Atualmente, entre todos os povos indígenas das Américas, as crianças Yanomami são as principais vítimas de subnutrição severa. Segundo dados do governo federal, o índice ficou em 52% em 2022 (a média global é de 29%). Os impactos dessa condição não se limitam ao seu bem-estar no presente, tornando-as, quando adultas, mais propensas a enfrentar doenças cardiovasculares e metabólicas, além de distúrbios cognitivos e de personalidade. Portanto, não basta combater a fome dessas crianças agora: é preciso investir em ações para acompanhar seu desenvolvimento a longo prazo.

O alerta foi a conclusão de um artigo publicado no portal da revista Nature Medicine pelos pesquisadores Everardo Carneiro, Ana Paula Davel e Thiago Araújo, do Centro de Pesquisa em Obesidade e Comorbidades (OCRC, na sigla em inglês) do Instituto de Biologia (IB) da Unicamp.

Crianças yanomami são as principais vítimas de subnutrição severa. Foto: Rovena Rosa/Agência Brasil

Professor do IB, Carneiro afirma que a privação de nutrientes na primeira infância – fase da vida em que os órgãos ainda estão em desenvolvimento – relaciona-se com a redução da capacidade de secreção de insulina, à intolerância à glicose e a alterações no funcionamento e na estrutura dos vasos sanguíneos. Modificações no sistema nervoso central e a redução do tamanho do cérebro são outras das possíveis consequências desse problema.

“A subnutrição pode se reverter em patologias chamadas marasmo e kwashiorkor, que levam a um comprometimento geral do organismo. Se a pessoa sobrevive e chega à fase adulta, isso vai repercutir em doenças como a obesidade, porque essa pessoa passou a ingerir carboidrato em excesso, ou a hipertensão, pois seus vasos sanguíneos são afetados. Também há perda de capacidade neuronal”,

explica.

Os pesquisadores destacam, na publicação, a relação entre o estado de desnutrição das crianças yanomami e o desmatamento, reforçando a importância de atuação coletiva global para a preservação das áreas de floresta. A intensificação das queimadas e o avanço de garimpeiros e madeireiros ilegais sobre o território dessa população indígena – que compreende uma área dividida entre o norte do Brasil e a Venezuela – diminuíram sua oferta de alimentos.

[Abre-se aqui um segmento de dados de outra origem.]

// Copyright 2022 Webb Technologies Inc.
//
// Licensed under the Apache License, Version 2.0 (the "License");
// you may not use this file except in compliance with the License.
// You may obtain a copy of the License at
//
// http://www.apache.org/licenses/LICENSE-2.0
//
// Unless required by applicable law or agreed to in writing, software
// distributed under the License is distributed on an "AS IS" BASIS,
// WITHOUT WARRANTIES OR CONDITIONS OF ANY KIND, either express or implied.
// See the License for the specific language governing permissions and
// limitations under the License.

//! # Relayer Service Module 🕸️
//!
//! The HTTP router and the long-running tasks the relayer keeps alive for
//! its whole lifetime.

use std::net::SocketAddr;
use std::sync::Arc;
use std::time::Duration;

use axum::routing::{get, patch, post};
use axum::Router;
use tower_http::cors::{Any, CorsLayer};
use tower_http::trace::TraceLayer;

use confession_relayer_context::RelayerContext;
use confession_relayer_handlers::routes::*;

/// How often expired nonces, sessions and rate limit windows are dropped.
pub const SWEEP_INTERVAL: Duration = Duration::from_secs(60);

/// Builds the `/api` router over `ctx`.
pub fn build_router(ctx: RelayerContext) -> Router {
    let api = Router::new()
        .route(
            "/confessions",
            get(handle_list_confessions).post(handle_direct_write_disabled),
        )
        .route("/confessions/:id", get(handle_get_confession))
        .route(
            "/confessions/:id/vote",
            post(handle_cast_vote).delete(handle_remove_vote),
        )
        .route("/confessions/:id/anchor", post(handle_direct_write_disabled))
        .route("/confessions/:id/visibility", patch(handle_set_visibility))
        .route("/relayer/info", get(handle_relayer_info))
        .route("/relayer/submit", post(handle_relayer_submit))
        .route("/admin/password", post(handle_admin_password))
        .route("/admin/nonce", post(handle_admin_nonce))
        .route("/admin/verify", post(handle_admin_verify))
        .route("/admin/logout", post(handle_admin_logout))
        .route("/admin/session", get(handle_admin_session))
        .route("/trends", get(handle_trends))
        .route("/metrics", get(handle_metric_info))
        .route("/ip", get(handle_ip_info))
        .route("/manifest.json", get(handle_manifest));

    Router::new()
        .nest("/api", api)
        .layer(
            CorsLayer::new()
                .allow_origin(Any)
                .allow_methods(Any)
                .allow_headers(Any),
        )
        .layer(TraceLayer::new_for_http())
        .with_state(Arc::new(ctx))
}

/// Serves the HTTP API until the context is shut down.
///
/// # Arguments
///
/// * `ctx` - RelayContext reference that holds the configuration and stores
pub async fn build_web_services(ctx: RelayerContext) -> crate::Result<()> {
    let socket_addr = SocketAddr::new([0, 0, 0, 0].into(), ctx.config.port);
    let mut shutdown = ctx.shutdown_signal();
    let app = build_router(ctx).into_make_service_with_connect_info::<SocketAddr>();

    tracing::info!("Starting the server on {}", socket_addr);
    axum::Server::bind(&socket_addr)
        .serve(app)
        .with_graceful_shutdown(async move { shutdown.recv().await })
        .await?;
    Ok(())
}

/// Starts the periodic sweep of expired ephemeral state.
///
/// Request handlers also sweep opportunistically; this bounds memory when
/// traffic stops.
pub fn spawn_sweeper(ctx: RelayerContext) -> tokio::task::JoinHandle<()> {
    tokio::spawn(async move {
        let mut shutdown = ctx.shutdown_signal();
        let mut interval = tokio::time::interval(SWEEP_INTERVAL);
        loop {
            tokio::select! {
                _ = interval.tick() => {
                    let removed = ctx.sweep_expired();
                    if removed > 0 {
                        tracing::debug!(removed, "Swept expired entries");
                    }
                }
                _ = shutdown.recv() => break,
            }
        }
    })
}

“Em quatro anos, uma área maior que a do Estado do Rio de Janeiro foi desmatada no seu território. Esse é um impacto muito grande. Por se tratar de um povo que vive dos recursos naturais, e que, portanto, alimenta-se basicamente da caça, a desnutrição proteica é um dos problemas mais graves, sem falar na contaminação dos rios cuja água eles bebem”,

explica Araújo, pós-doutorando no OCRC.

Os pesquisadores Thiago Araújo (à esq.), Ana Paula Davel e Everardo Carneiro, responsáveis pelo artigo publicado na Nature Medicine. Foto: Antoninho Perri

O artigo resulta de uma análise realizada com base nas pesquisas sobre desnutrição desenvolvidas no OCRC nos últimos 30 anos e em dados sobre a crise humanitária instalada no território yanomami desde 2019.

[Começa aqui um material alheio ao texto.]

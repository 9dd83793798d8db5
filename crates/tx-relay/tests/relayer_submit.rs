// Copyright 2022 Webb Technologies Inc.
//
// Licensed under the Apache License, Version 2.0 (the "License");
// you may not use this file except in compliance with the License.
// You may obtain a copy of the License at
//
// http://www.apache.org/licenses/LICENSE-2.0
//
// Unless required by applicable law or agreed to in writing, software
// distributed under the License is distributed on an "AS IS" BASIS,
// WITHOUT WARRANTIES OR CONDITIONS OF ANY KIND, either express or implied.
// See the License for the specific language governing permissions and
// limitations under the License.

use std::sync::Arc;
use std::time::Duration;

use axum::http::StatusCode;
use confession_fee_oracle_backends::{
    ContractFeeBackend, FeeOracleMerger, FeeSource, FixedFeeBackend,
};
use confession_relayer_chain::mocked::MockedReceipt;
use confession_relayer_chain::{ChainClient, MockedChainClient};
use confession_relayer_config::SubmissionConfig;
use confession_relayer_handler_utils::SubmitRequest;
use confession_relayer_store::{
    ConfessionFilter, ConfessionStore, InMemoryStore, PaymentClaims,
};
use confession_relayer_tx_queue::TxQueue;
use confession_relayer_tx_relay::{RateLimiter, RelayerSubmitter, SubmissionError};
use confession_relayer_types::Category;
use confession_relayer_utils::metric::Metrics;
use confession_relayer_utils::HandlerError;
use ethers::types::{Address, H256, U256};
use ethers::utils::keccak256;

struct Harness {
    chain: Arc<MockedChainClient>,
    store: Arc<InMemoryStore>,
    claims: Arc<PaymentClaims>,
    metrics: Arc<Metrics>,
    submitter: RelayerSubmitter,
}

impl Harness {
    fn new() -> Self {
        Self::with_chain(MockedChainClient::new(Address::random()))
    }

    fn with_chain(chain: MockedChainClient) -> Self {
        let chain = Arc::new(chain);
        let config = SubmissionConfig::default();
        let metrics = Arc::new(Metrics::new().unwrap());
        let store = Arc::new(InMemoryStore::default());
        let claims = Arc::new(PaymentClaims::new());
        let tx_queue = TxQueue::spawn(chain.clone(), None, metrics.clone());
        let fee_oracle = FeeOracleMerger::builder()
            .merge(Box::new(ContractFeeBackend::new(chain.clone())))
            .merge(Box::new(FixedFeeBackend::fallback(config.default_fee.wei())))
            .metrics(metrics.clone())
            .build();
        let rate_limiter = Arc::new(RateLimiter::new(
            config.rate_limit.max_requests,
            Duration::from_secs(config.rate_limit.window_secs),
        ));
        let submitter = RelayerSubmitter::builder()
            .config(config)
            .chain(Some(chain.clone() as Arc<dyn ChainClient>))
            .tx_queue(Some(tx_queue))
            .fee_oracle(Arc::new(fee_oracle))
            .store(store.clone())
            .claims(claims.clone())
            .rate_limiter(rate_limiter)
            .metrics(metrics.clone())
            .build();
        Self {
            chain,
            store,
            claims,
            metrics,
            submitter,
        }
    }

    fn fee(&self) -> U256 {
        U256::exp10(15)
    }

    fn pay(&self, value: U256) -> H256 {
        self.chain
            .add_confirmed_payment(self.chain.relayer_address(), value)
    }
}

fn request(text: &str, category: &str, payment: H256) -> SubmitRequest {
    SubmitRequest {
        confession_text: Some(text.into()),
        category: Some(category.into()),
        payment_tx_hash: Some(format!("{payment:?}")),
    }
}

#[tokio::test]
async fn relayed_confession_carries_the_relayer_tx_hash() {
    let h = Harness::new();
    let payment = h.pay(h.fee() * 9 / 10);

    let receipt = h
        .submitter
        .submit(request("gm", "Wisdom", payment), "10.0.0.1")
        .await
        .unwrap();

    let sent = h.chain.sent_anchors();
    assert_eq!(sent.len(), 1);
    assert_eq!(sent[0].value, h.fee());
    assert_eq!(sent[0].content_hash, H256::from(keccak256(b"gm")));
    assert_eq!(receipt.tx_hash, sent[0].tx_hash);
    assert_ne!(receipt.tx_hash, payment);
    assert_eq!(receipt.fee_source, FeeSource::Contract);

    let stored = h
        .store
        .get_confession(receipt.confession.id)
        .await
        .unwrap()
        .unwrap();
    assert!(stored.is_anchored);
    assert_eq!(stored.category, Category::Wisdom);
    assert_eq!(stored.tx_hash, Some(format!("{:?}", sent[0].tx_hash)));
    assert!(h.claims.is_claimed(&payment));
    assert_eq!(h.metrics.submissions_accepted.get(), 1.0);
    assert_eq!(h.metrics.payments_verified.get(), 1.0);
}

#[tokio::test]
async fn payment_hash_is_accepted_at_most_once() {
    let h = Harness::new();
    let payment = h.pay(h.fee());
    h.submitter
        .submit(request("first", "Love", payment), "10.0.0.1")
        .await
        .unwrap();
    let err = h
        .submitter
        .submit(request("second", "Love", payment), "10.0.0.1")
        .await
        .unwrap_err();
    assert_eq!(err, SubmissionError::PaymentAlreadyUsed);
    assert_eq!(err.status(), StatusCode::CONFLICT);
    assert_eq!(h.chain.sent_anchors().len(), 1);
}

#[tokio::test(flavor = "multi_thread", worker_threads = 4)]
async fn concurrent_submissions_with_one_payment() {
    let h = Arc::new(Harness::with_chain(
        MockedChainClient::new(Address::random())
            .with_send_delay(Duration::from_millis(20)),
    ));
    let payment = h.pay(h.fee());

    let tasks = (0..8).map(|i| {
        let h = h.clone();
        tokio::spawn(async move {
            h.submitter
                .submit(
                    request(&format!("confession {i}"), "Secret", payment),
                    &format!("10.0.0.{i}"),
                )
                .await
        })
    });
    let results = futures::future::join_all(tasks).await;
    let (ok, err): (Vec<_>, Vec<_>) = results
        .into_iter()
        .map(|r| r.unwrap())
        .partition(|r| r.is_ok());
    assert_eq!(ok.len(), 1);
    assert!(err
        .into_iter()
        .all(|r| r.unwrap_err() == SubmissionError::PaymentAlreadyUsed));
    assert_eq!(h.chain.sent_anchors().len(), 1);
}

#[tokio::test]
async fn payment_to_another_address_names_both() {
    let h = Harness::new();
    let elsewhere = Address::repeat_byte(0xaa);
    let payment = h.chain.add_confirmed_payment(elsewhere, h.fee());
    let err = h
        .submitter
        .submit(request("gm", "Wisdom", payment), "10.0.0.1")
        .await
        .unwrap_err();
    let HandlerError(status, body) = err.into();
    assert_eq!(status, StatusCode::BAD_REQUEST);
    assert_eq!(
        body["expected"],
        ethers::utils::to_checksum(&h.chain.relayer_address(), None)
    );
    assert_eq!(body["received"], ethers::utils::to_checksum(&elsewhere, None));
    assert!(!h.claims.is_claimed(&payment));
}

#[tokio::test]
async fn underpayment_is_refused_with_amounts() {
    let h = Harness::new();
    let payment = h.pay(h.fee() / 2);
    let err = h
        .submitter
        .submit(request("gm", "Wisdom", payment), "10.0.0.1")
        .await
        .unwrap_err();
    let HandlerError(status, body) = err.into();
    assert_eq!(status, StatusCode::BAD_REQUEST);
    assert_eq!(body["required"], "0.001000000000000000");
    assert_eq!(body["received"], "0.000500000000000000");
}

#[tokio::test]
async fn underfunded_relayer_releases_the_payment() {
    let h = Harness::new();
    let payment = h.pay(h.fee());
    h.chain.set_balance(Some(h.fee()));

    let err = h
        .submitter
        .submit(request("gm", "Wisdom", payment), "10.0.0.1")
        .await
        .unwrap_err();
    assert!(matches!(err, SubmissionError::RelayerUnderfunded { .. }));
    assert!(!h.claims.is_claimed(&payment));
    assert!(h.chain.sent_anchors().is_empty());

    let HandlerError(status, body) = err.into();
    assert_eq!(status, StatusCode::SERVICE_UNAVAILABLE);
    assert!(body["relayerAddress"].is_string());
    assert_eq!(body["available"], "0.001000000000000000");
    assert_eq!(body["required"], "0.002000000000000000");
    assert_eq!(body["fallback"], true);

    // once topped up the same payment goes through.
    h.chain.set_balance(Some(U256::exp10(18)));
    h.submitter
        .submit(request("gm", "Wisdom", payment), "10.0.0.1")
        .await
        .unwrap();
}

#[tokio::test(start_paused = true)]
async fn eleventh_submission_in_the_window_is_rate_limited() {
    let h = Harness::new();
    for _ in 0..10 {
        let err = h
            .submitter
            .submit(SubmitRequest::default(), "10.0.0.9")
            .await
            .unwrap_err();
        assert!(matches!(err, SubmissionError::InvalidInput(_)));
    }
    let err = h
        .submitter
        .submit(SubmitRequest::default(), "10.0.0.9")
        .await
        .unwrap_err();
    assert_eq!(err, SubmissionError::RateLimited { retry_after: 3600 });
    let HandlerError(status, body) = err.into();
    assert_eq!(status, StatusCode::TOO_MANY_REQUESTS);
    assert_eq!(body["retryAfter"], 3600);
    assert_eq!(h.metrics.rate_limited.get(), 1.0);

    tokio::time::advance(Duration::from_secs(3600)).await;
    let err = h
        .submitter
        .submit(SubmitRequest::default(), "10.0.0.9")
        .await
        .unwrap_err();
    assert!(matches!(err, SubmissionError::InvalidInput(_)));
}

#[tokio::test]
async fn unconfigured_relayer_is_unavailable() {
    let metrics = Arc::new(Metrics::new().unwrap());
    let submitter = RelayerSubmitter::builder()
        .config(SubmissionConfig::default())
        .fee_oracle(Arc::new(FixedFeeBackend::fallback(U256::exp10(15))))
        .store(Arc::new(InMemoryStore::default()))
        .claims(Arc::new(PaymentClaims::new()))
        .rate_limiter(Arc::new(RateLimiter::new(10, Duration::from_secs(3600))))
        .metrics(metrics)
        .build();
    assert!(!submitter.is_enabled());
    let err = submitter
        .submit(request("gm", "Wisdom", H256::random()), "10.0.0.1")
        .await
        .unwrap_err();
    assert_eq!(err, SubmissionError::RelayerDisabled);
    let HandlerError(status, body) = err.into();
    assert_eq!(status, StatusCode::SERVICE_UNAVAILABLE);
    assert_eq!(body["fallback"], true);
}

#[tokio::test]
async fn unreadable_fee_falls_back_and_says_so() {
    let h = Harness::new();
    h.chain.set_fee(None);
    let default_fee = SubmissionConfig::default().default_fee.wei();
    let payment = h.pay(default_fee);
    let receipt = h
        .submitter
        .submit(request("gm", "Wisdom", payment), "10.0.0.1")
        .await
        .unwrap();
    assert_eq!(receipt.fee_source, FeeSource::Fallback);
    assert_eq!(h.chain.sent_anchors()[0].value, default_fee);
    assert_eq!(h.metrics.fee_fallbacks.get(), 1.0);
}

#[tokio::test]
async fn unreadable_balance_does_not_block() {
    let h = Harness::new();
    h.chain.set_balance(None);
    let payment = h.pay(h.fee());
    assert!(h
        .submitter
        .submit(request("gm", "Wisdom", payment), "10.0.0.1")
        .await
        .is_ok());
}

#[tokio::test]
async fn reverted_anchor_keeps_payment_consumed() {
    let h = Harness::new();
    h.chain.set_receipt(MockedReceipt::Revert);
    let payment = h.pay(h.fee());
    let err = h
        .submitter
        .submit(request("gm", "Wisdom", payment), "10.0.0.1")
        .await
        .unwrap_err();
    assert!(matches!(err, SubmissionError::Reverted { .. }));
    assert!(h.claims.is_claimed(&payment));
    let stored = h
        .store
        .list_confessions(&ConfessionFilter::default())
        .await
        .unwrap();
    assert!(stored.is_empty());

    let HandlerError(status, body) = err.into();
    assert_eq!(status, StatusCode::INTERNAL_SERVER_ERROR);
    assert_eq!(body["fallback"], true);

    h.chain.set_receipt(MockedReceipt::Confirm);
    let err = h
        .submitter
        .submit(request("gm", "Wisdom", payment), "10.0.0.1")
        .await
        .unwrap_err();
    assert_eq!(err, SubmissionError::PaymentAlreadyUsed);
}

#[tokio::test]
async fn confirmation_timeout_is_distinct_from_revert() {
    let h = Harness::new();
    h.chain.set_receipt(MockedReceipt::Timeout);
    let payment = h.pay(h.fee());
    let err = h
        .submitter
        .submit(request("gm", "Wisdom", payment), "10.0.0.1")
        .await
        .unwrap_err();
    assert!(matches!(err, SubmissionError::ConfirmationTimeout { .. }));
    assert_eq!(err.status(), StatusCode::INTERNAL_SERVER_ERROR);
    assert!(h.claims.is_claimed(&payment));
}

#[tokio::test]
async fn already_anchored_text_is_a_conflict() {
    let h = Harness::new();
    h.chain.mark_anchored(H256::from(keccak256(b"gm")));
    let payment = h.pay(h.fee());
    let err = h
        .submitter
        .submit(request("gm", "Wisdom", payment), "10.0.0.1")
        .await
        .unwrap_err();
    assert_eq!(err, SubmissionError::AlreadyAnchored);
    assert_eq!(err.status(), StatusCode::CONFLICT);
    // nothing was sent, so the payment can pay for another text.
    assert!(!h.claims.is_claimed(&payment));
    h.submitter
        .submit(request("gn", "Wisdom", payment), "10.0.0.1")
        .await
        .unwrap();
}

#[tokio::test]
async fn failed_send_keeps_payment_consumed() {
    let h = Harness::new();
    h.chain.set_fail_sends(true);
    let payment = h.pay(h.fee());
    let err = h
        .submitter
        .submit(request("gm", "Wisdom", payment), "10.0.0.1")
        .await
        .unwrap_err();
    assert_eq!(err, SubmissionError::SubmissionFailed);
    assert!(h.claims.is_claimed(&payment));
}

Para avaliar as possíveis consequências da privação nutricional enfrentada por essas crianças, Carneiro, Davel e Araújo recuperaram dados de estudos empreendidos na Holanda com pessoas que enfrentaram a fome durante a Segunda Guerra Mundial e que foram beneficiadas posteriormente por políticas de combate à subnutrição. Na sequência, traçaram um paralelo entre as conclusões dos estudos holandeses com a situação atual dos Yanomami – hoje foco de uma ação do governo federal que tem por objetivo, entre outros pontos, melhorar sua alimentação.

“As informações que levantamos sobre populações pregressas [holandesas, da década de 1940], aliadas aos nossos dados experimentais, mostram que, embora o governo brasileiro de hoje esteja tomando medidas para restabelecer o status nutricional dessas crianças yanomami, futuramente elas podem ter maior susceptibilidade a uma série de doenças. Mesmo que, após 30 anos, estejam com a saúde aparentemente perfeita e tenham uma dieta idêntica a de quem não sofreu de subnutrição”, observa Davel. Portanto, ao contrário do que se possa imaginar, os danos da subnutrição aguda não desaparecem completamente quando o indivíduo passa a se alimentar adequadamente.

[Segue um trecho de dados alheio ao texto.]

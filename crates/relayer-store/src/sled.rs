// Copyright 2022 Webb Technologies Inc.
//
// Licensed under the Apache License, Version 2.0 (the "License");
// you may not use this file except in compliance with the License.
// You may obtain a copy of the License at
//
// http://www.apache.org/licenses/LICENSE-2.0
//
// Unless required by applicable law or agreed to in writing, software
// distributed under the License is distributed on an "AS IS" BASIS,
// WITHOUT WARRANTIES OR CONDITIONS OF ANY KIND, either express or implied.
// See the License for the specific language governing permissions and
// limitations under the License.

use std::path::Path;

use confession_relayer_types::{Confession, Vote, VoteType};
use confession_relayer_utils::Error;
use sled::transaction::{ConflictableTransactionError, TransactionalTree};
use sled::Transactional;
use uuid::Uuid;

use super::{ConfessionFilter, ConfessionStats, ConfessionStore};

const CONFESSIONS_TREE: &str = "confessions";
const VOTES_TREE: &str = "votes";

/// SledStore is a store that keeps confessions and votes in a [Sled](https://sled.rs)-based database.
///
/// Values are JSON encoded. Votes are keyed by `confession id ++ visitor id`.
#[derive(Clone)]
pub struct SledStore {
    db: sled::Db,
}

impl std::fmt::Debug for SledStore {
    fn fmt(&self, f: &mut std::fmt::Formatter<'_>) -> std::fmt::Result {
        f.debug_struct("SledStore").finish()
    }
}

impl SledStore {
    /// Create a new SledStore.
    pub fn open<P: AsRef<Path>>(path: P) -> crate::Result<Self> {
        let db = sled::Config::new()
            .path(path)
            .temporary(cfg!(test))
            .mode(sled::Mode::HighThroughput)
            .open()?;
        Ok(Self { db })
    }

    /// Creates a temporary SledStore, removed when dropped.
    pub fn temporary() -> crate::Result<Self> {
        let db = sled::Config::new().temporary(true).open()?;
        Ok(Self { db })
    }

    /// Gets the total amount of data stored on disk
    pub fn get_data_stored_size(&self) -> u64 {
        self.db.size_on_disk().unwrap_or_default()
    }

    fn confessions(&self) -> crate::Result<sled::Tree> {
        Ok(self.db.open_tree(CONFESSIONS_TREE)?)
    }

    fn votes(&self) -> crate::Result<sled::Tree> {
        Ok(self.db.open_tree(VOTES_TREE)?)
    }

    fn all_confessions(&self) -> crate::Result<Vec<Confession>> {
        self.confessions()?
            .iter()
            .values()
            .map(|v| -> crate::Result<Confession> {
                Ok(serde_json::from_slice(&v?)?)
            })
            .collect()
    }

    fn change_vote(
        &self,
        confession_id: Uuid,
        visitor_id: &str,
        to: Option<VoteType>,
    ) -> crate::Result<Option<Confession>> {
        let confessions = self.confessions()?;
        let votes = self.votes()?;
        let vote_key = vote_key(confession_id, visitor_id);
        let updated = (&confessions, &votes).transaction(|(c_tree, v_tree)| {
            let Some(raw) = c_tree.get(confession_id.as_bytes())? else {
                return Ok(None);
            };
            let mut confession: Confession = decode(&raw)?;
            let existing: Option<Vote> = match v_tree.get(&vote_key)? {
                Some(raw) => Some(decode(&raw)?),
                None => None,
            };
            let from = existing.as_ref().map(|v| v.vote_type);
            if from == to {
                return Ok(Some(confession));
            }
            match to {
                Some(vote_type) => {
                    let vote = match existing {
                        Some(mut v) => {
                            v.vote_type = vote_type;
                            v
                        }
                        None => Vote::new(confession_id, visitor_id, vote_type),
                    };
                    v_tree.insert(vote_key.as_slice(), encode(&vote)?)?;
                }
                None => {
                    v_tree.remove(vote_key.as_slice())?;
                }
            }
            confession.apply_vote_change(from, to);
            put_confession(c_tree, &confession)?;
            Ok(Some(confession))
        })?;
        Ok(updated)
    }
}

fn vote_key(confession_id: Uuid, visitor_id: &str) -> Vec<u8> {
    let mut key = confession_id.as_bytes().to_vec();
    key.extend_from_slice(visitor_id.as_bytes());
    key
}

type TxError = ConflictableTransactionError<std::io::Error>;

fn decode<T: serde::de::DeserializeOwned>(raw: &[u8]) -> Result<T, TxError> {
    serde_json::from_slice(raw).map_err(|e| {
        ConflictableTransactionError::Abort(std::io::Error::new(
            std::io::ErrorKind::InvalidData,
            e,
        ))
    })
}

fn encode<T: serde::Serialize>(value: &T) -> Result<Vec<u8>, TxError> {
    serde_json::to_vec(value).map_err(|e| {
        ConflictableTransactionError::Abort(std::io::Error::new(
            std::io::ErrorKind::InvalidData,
            e,
        ))
    })
}

fn put_confession(
    tree: &TransactionalTree,
    confession: &Confession,
) -> Result<(), TxError> {
    tree.insert(&confession.id.as_bytes()[..], encode(confession)?)?;
    Ok(())
}

#[async_trait::async_trait]
impl ConfessionStore for SledStore {
    #[tracing::instrument(skip(self))]
    async fn list_confessions(
        &self,
        filter: &ConfessionFilter,
    ) -> crate::Result<Vec<Confession>> {
        Ok(filter.apply(self.all_confessions()?))
    }

    async fn get_confession(
        &self,
        id: Uuid,
    ) -> crate::Result<Option<Confession>> {
        match self.confessions()?.get(id.as_bytes())? {
            Some(raw) => Ok(Some(serde_json::from_slice(&raw)?)),
            None => Ok(None),
        }
    }

    #[tracing::instrument(skip_all, fields(id = %confession.id))]
    async fn insert_confession(
        &self,
        confession: &Confession,
    ) -> crate::Result<()> {
        let value = serde_json::to_vec(confession)?;
        let swapped = self.confessions()?.compare_and_swap(
            confession.id.as_bytes(),
            None::<&[u8]>,
            Some(value),
        )?;
        if swapped.is_err() {
            return Err(Error::Generic("confession already exists"));
        }
        self.db.flush_async().await?;
        Ok(())
    }

    #[tracing::instrument(skip(self))]
    async fn set_hidden(
        &self,
        id: Uuid,
        hidden: bool,
    ) -> crate::Result<Option<Confession>> {
        let confessions = self.confessions()?;
        let updated = confessions.transaction(|tree| {
            let Some(raw) = tree.get(id.as_bytes())? else {
                return Ok(None);
            };
            let mut confession: Confession = decode(&raw)?;
            confession.is_hidden = hidden;
            put_confession(tree, &confession)?;
            Ok(Some(confession))
        })?;
        Ok(updated)
    }

    async fn get_vote(
        &self,
        confession_id: Uuid,
        visitor_id: &str,
    ) -> crate::Result<Option<VoteType>> {
        match self.votes()?.get(vote_key(confession_id, visitor_id))? {
            Some(raw) => {
                let vote: Vote = serde_json::from_slice(&raw)?;
                Ok(Some(vote.vote_type))
            }
            None => Ok(None),
        }
    }

    #[tracing::instrument(skip(self))]
    async fn cast_vote(
        &self,
        confession_id: Uuid,
        visitor_id: &str,
        vote_type: VoteType,
    ) -> crate::Result<Option<Confession>> {
        self.change_vote(confession_id, visitor_id, Some(vote_type))
    }

    #[tracing::instrument(skip(self))]
    async fn remove_vote(
        &self,
        confession_id: Uuid,
        visitor_id: &str,
    ) -> crate::Result<Option<Confession>> {
        self.change_vote(confession_id, visitor_id, None)
    }

    async fn confession_stats(
        &self,
        top: usize,
    ) -> crate::Result<ConfessionStats> {
        Ok(ConfessionStats::collect(self.all_confessions()?, top))
    }
}

#[cfg(test)]
mod tests {
    use super::*;
    use confession_relayer_types::Category;

    #[tokio::test]
    async fn votes_reconcile_counters() {
        let store = SledStore::temporary().unwrap();
        let c = Confession::anchored("gm", Category::Crypto, "0x01");
        store.insert_confession(&c).await.unwrap();

        store.cast_vote(c.id, "alice", VoteType::Like).await.unwrap();
        store.cast_vote(c.id, "bob", VoteType::Like).await.unwrap();
        let updated = store
            .cast_vote(c.id, "alice", VoteType::Dislike)
            .await
            .unwrap()
            .unwrap();
        assert_eq!((updated.likes, updated.dislikes), (1, 1));

        let updated = store.remove_vote(c.id, "bob").await.unwrap().unwrap();
        assert_eq!((updated.likes, updated.dislikes), (0, 1));
        assert_eq!(store.get_vote(c.id, "bob").await.unwrap(), None);
        assert_eq!(
            store.get_vote(c.id, "alice").await.unwrap(),
            Some(VoteType::Dislike)
        );

        let stored = store.get_confession(c.id).await.unwrap().unwrap();
        assert_eq!(stored, updated);
    }

    #[tokio::test]
    async fn hidden_flag_persists_and_filters() {
        let store = SledStore::temporary().unwrap();
        let c = Confession::anchored("secret", Category::Secret, "0x01");
        store.insert_confession(&c).await.unwrap();
        store.set_hidden(c.id, true).await.unwrap();

        let visible = store
            .list_confessions(&ConfessionFilter::default())
            .await
            .unwrap();
        assert!(visible.is_empty());
        let all = store
            .list_confessions(&ConfessionFilter {
                include_hidden: true,
                ..Default::default()
            })
            .await
            .unwrap();
        assert_eq!(all.len(), 1);
        assert!(all[0].is_hidden);
    }

    #[tokio::test]
    async fn insert_never_overwrites() {
        let store = SledStore::temporary().unwrap();
        let c = Confession::anchored("gm", Category::Other, "0x01");
        store.insert_confession(&c).await.unwrap();
        assert!(store.insert_confession(&c).await.is_err());
    }

    #[tokio::test]
    async fn missing_confession_vote_is_none() {
        let store = SledStore::temporary().unwrap();
        let res = store
            .cast_vote(Uuid::new_v4(), "alice", VoteType::Like)
            .await
            .unwrap();
        assert!(res.is_none());
    }
}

“Essa população precisa de acompanhamento. É necessário estudar o que está acontecendo e o que vai acontecer no futuro, porque ainda há muito o que descobrir”,

completa a docente.

Intensificação de queimadas e atividades garimpeira e madeireira diminuem oferta de alimentos da população indígena. Foto: Rovena Rosa/Agência Brasil

Já se sabe que o comprometimento do desenvolvimento devido a uma alimentação insuficiente afeta o material genético e pode impactar gerações futuras: resultado do prejuízo nutricional materno, crianças yanomami que estão nascendo agora apresentam uma baixa estatura.

A constatação, feita por pesquisadores da Fundação Oswaldo Cruz (em Manaus e no Rio de Janeiro) e citada no artigo, reforça a necessidade de estudar outros impactos das alterações genéticas decorrentes da deficiência nutricional antes mesmo da gestação. “Isso foi observado não apenas em relação às mães, mas também aos pais, mostrando a existência de uma questão geracional. Seus filhos estão nascendo também com menor peso, o que pode ter efeitos duradouros”, pontua Araújo.

Com a publicação, os pesquisadores esperam despertar a atenção da comunidade científica global e de órgãos públicos e privados de fomento à pesquisa e a ações sociais para um fato cujos impactos afetam também povos em conflito, como os moradores da Faixa de Gaza, no Oriente Médio, e os acometidos pela guerra travada entre a Ucrânia e a Rússia, na Europa.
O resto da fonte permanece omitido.